▶ [SUPPLIED RECORDS]
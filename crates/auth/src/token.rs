//! HS256 token signing and verification.

use jsonwebtoken::{Algorithm, DecodingKey, EncodingKey, Header, Validation};
use thiserror::Error;

use crate::claims::SessionClaims;

#[derive(Debug, Error)]
pub enum TokenError {
    #[error("failed to encode token: {0}")]
    Encode(#[source] jsonwebtoken::errors::Error),

    #[error("failed to decode token: {0}")]
    Decode(#[source] jsonwebtoken::errors::Error),
}

/// Symmetric HS256 codec for session tokens.
///
/// Signature verification only: claim time-window checks are done separately
/// via [`crate::validate_claims`] so they stay deterministic and testable.
pub struct Hs256TokenCodec {
    encoding: EncodingKey,
    decoding: DecodingKey,
    validation: Validation,
}

impl Hs256TokenCodec {
    pub fn new(secret: &[u8]) -> Self {
        let mut validation = Validation::new(Algorithm::HS256);
        // Expiry is validated by `validate_claims`, not by the decoder.
        validation.validate_exp = false;
        validation.required_spec_claims.clear();

        Self {
            encoding: EncodingKey::from_secret(secret),
            decoding: DecodingKey::from_secret(secret),
            validation,
        }
    }

    pub fn encode(&self, claims: &SessionClaims) -> Result<String, TokenError> {
        jsonwebtoken::encode(&Header::new(Algorithm::HS256), claims, &self.encoding)
            .map_err(TokenError::Encode)
    }

    pub fn decode(&self, token: &str) -> Result<SessionClaims, TokenError> {
        jsonwebtoken::decode::<SessionClaims>(token, &self.decoding, &self.validation)
            .map(|data| data.claims)
            .map_err(TokenError::Decode)
    }
}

▶ [TASK OBJECTIVE]
Search the records for the word "SessionClaims". Copy each line where it appears.

▶ [EXPECTED ANSWER]
use crate::claims::SessionClaims;
    pub fn encode(&self, claims: &SessionClaims) -> Result<String, TokenError> {
    pub fn decode(&self, token: &str) -> Result<SessionClaims, TokenError> {
        jsonwebtoken::decode::<SessionClaims>(token, &self.decoding, &self.validation)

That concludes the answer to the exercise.